Also, um der Kritik vorzubeugen, lieber doch noch mal die Griffe schön von Staub befreien, die Fingerlöcher ausblasen und vielleicht auch noch ein Räucherstäbchen in der Kirche zu St. Bühler anzünden. Gedankenversunken packe ich mein Gerödel zusammen und stelle enttäuscht fest, dass die Thermoskanne den Restkaffee zwar vor dem Gefrieren geschützt hat, das Ganze jetzt aber doch eher der Rubrik Eiskaffee zuzuordnen ist. Es dämmert schon wieder, als ich, meinen eigenen Spuren folgend, zum Auto zurückstapfe und mich aufgrund meiner schmerzenden Knochen frage, warum ich so bescheuert bin und mir nicht ein vernünftiges Hobby ausgesucht habe. Während der Rückfahrt tauen die Glieder wieder auf, was die Schmerzen eines harten Erschließungstages aber nicht wirklich reduziert. Inzwischen habe ich die Musikrichtung gewechselt und In-A-Gadda-Da-Vida dröhnt aus den Boxen. Das soeben an der Tankstelle erstandene Dosenbier ist wärmer als der Restkaffee, schmeckt herrlich und lenkt mich von der immer wiederkehrenden Frage ab: „Warum tu ich das?“
Ist es die Suche nach Neuland? Der Wunsch, die Finger in ein Loch zu stecken, wo noch keines Menschen Finger drin waren? Oder die Freude am warmen Kaffee und einer Mohnschnecke? Oder will ich bleibende Werte schaffen, kleine Kunstwerke, die man mit anderen teilen kann?
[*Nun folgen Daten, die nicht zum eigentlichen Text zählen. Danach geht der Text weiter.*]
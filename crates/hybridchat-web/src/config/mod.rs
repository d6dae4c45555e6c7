//! Configuration loading for hybridchat.
//! Reads hybridchat.toml from the current directory or the path in the
//! HYBRIDCHAT_CONFIG env var, then applies environment overrides. A `.env`
//! file is honoured when present.

use anyhow::Context;
use hybridchat_llm::LlmConfig;
use secrecy::SecretString;
use serde::Deserialize;
use std::path::Path;

#[derive(Debug, Default, Deserialize)]
pub struct Config {
    #[serde(default)]
    pub server: ServerConfig,
    #[serde(default)]
    pub llm: LlmConfig,
}

#[derive(Debug, Clone, Deserialize)]
pub struct ServerConfig {
    #[serde(default = "default_host")]
    pub host: String,
    #[serde(default = "default_port")]
    pub port: u16,
    /// Browser origin allowed by CORS. `None` or `"*"` allows any origin.
    #[serde(default = "default_cors_origin")]
    pub cors_origin: Option<String>,
    #[serde(default = "default_body_limit")]
    pub body_limit_bytes: usize,
}

impl Default for ServerConfig {
    fn default() -> Self {
        Self {
            host: default_host(),
            port: default_port(),
            cors_origin: default_cors_origin(),
            body_limit_bytes: default_body_limit(),
        }
    }
}

fn default_host()        -> String         { "0.0.0.0".to_string() }
fn default_port()        -> u16            { 8080 }
fn default_cors_origin() -> Option<String> { Some("http://localhost:5173".to_string()) }
fn default_body_limit()  -> usize          { 1024 * 1024 }

impl ServerConfig {
    pub fn bind_addr(&self) -> String {
        format!("{}:{}", self.host, self.port)
    }
}

mod tests;

impl Config {
    /// Load configuration: `.env`, then the TOML file (if any), then
    /// process environment overrides.
    pub fn load() -> anyhow::Result<Self> {
        if let Err(e) = dotenvy::dotenv() {
            if !e.not_found() {
                return Err(e).context("failed to read .env");
            }
        }

        let path = std::env::var("HYBRIDCHAT_CONFIG")
            .unwrap_or_else(|_| "hybridchat.toml".to_string());
        let mut config = Self::from_file(Path::new(&path))?;
        config.apply_env(|key| std::env::var(key).ok())?;
        Ok(config)
    }

    /// Parse a TOML file. A missing file yields the defaults.
    pub fn from_file(path: &Path) -> anyhow::Result<Self> {
        if !path.exists() {
            tracing::debug!(path = %path.display(), "No config file, using defaults");
            return Ok(Self::default());
        }
        let content = std::fs::read_to_string(path)
            .with_context(|| format!("failed to read {}", path.display()))?;
        Self::from_toml(&content).with_context(|| format!("invalid config in {}", path.display()))
    }

    pub fn from_toml(content: &str) -> anyhow::Result<Self> {
        Ok(toml::from_str(content)?)
    }

    /// Apply environment overrides using `lookup` to read variables.
    pub fn apply_env<F>(&mut self, lookup: F) -> anyhow::Result<()>
    where
        F: Fn(&str) -> Option<String>,
    {
        let var = |key: &str| lookup(key).map(|v| v.trim().to_string());
        let non_empty = |key: &str| var(key).filter(|v| !v.is_empty());

        if let Some(key) = var("OPENAI_API_KEY") {
            self.llm.primary.api_key = if key.is_empty() {
                None
            } else {
                Some(SecretString::from(key))
            };
        }
        if let Some(model) = non_empty("OPENAI_MODEL") {
            self.llm.primary.model = model;
        }
        if let Some(url) = non_empty("OPENAI_BASE_URL") {
            self.llm.primary.base_url = url;
        }
        if let Some(url) = non_empty("OLLAMA_BASE_URL") {
            self.llm.secondary.base_url = url;
        }
        if let Some(model) = non_empty("OLLAMA_MODEL") {
            self.llm.secondary.model = model;
        }
        if let Some(secs) = non_empty("HYBRIDCHAT_REQUEST_TIMEOUT_SECS") {
            self.llm.request_timeout_secs = secs
                .parse()
                .with_context(|| format!("HYBRIDCHAT_REQUEST_TIMEOUT_SECS is not a number: {secs}"))?;
        }
        if let Some(port) = non_empty("PORT") {
            self.server.port = port
                .parse()
                .with_context(|| format!("PORT is not a valid port: {port}"))?;
        }
        if let Some(host) = non_empty("HYBRIDCHAT_BIND") {
            self.server.host = host;
        }
        if let Some(origin) = var("HYBRIDCHAT_CORS_ORIGIN") {
            self.server.cors_origin = match origin.as_str() {
                "" | "*" => None,
                _ => Some(origin),
            };
        }
        Ok(())
    }
}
Eine einfache und befriedigende Antwort habe ich nicht für den gemeinen Internetuser. Vielleicht, weil es trotz allem Spaß macht, etwas Neues zu schaffen und Altes und Bestehendes zu erhalten. Das hört sich gut an! Wie auch immer, es gibt auch Leute, die Gartenzwerge oder Briefmarken sammeln oder in Südfrankreich Kugeln auf flache Sandflächen schmeißen, und das kann man ja auch nicht wirklich erklären. Im Endlostrommelwirbel von Iron Butterfly gibt der Sänger alles und schon taucht der Stadtrand von Nürnberg auf.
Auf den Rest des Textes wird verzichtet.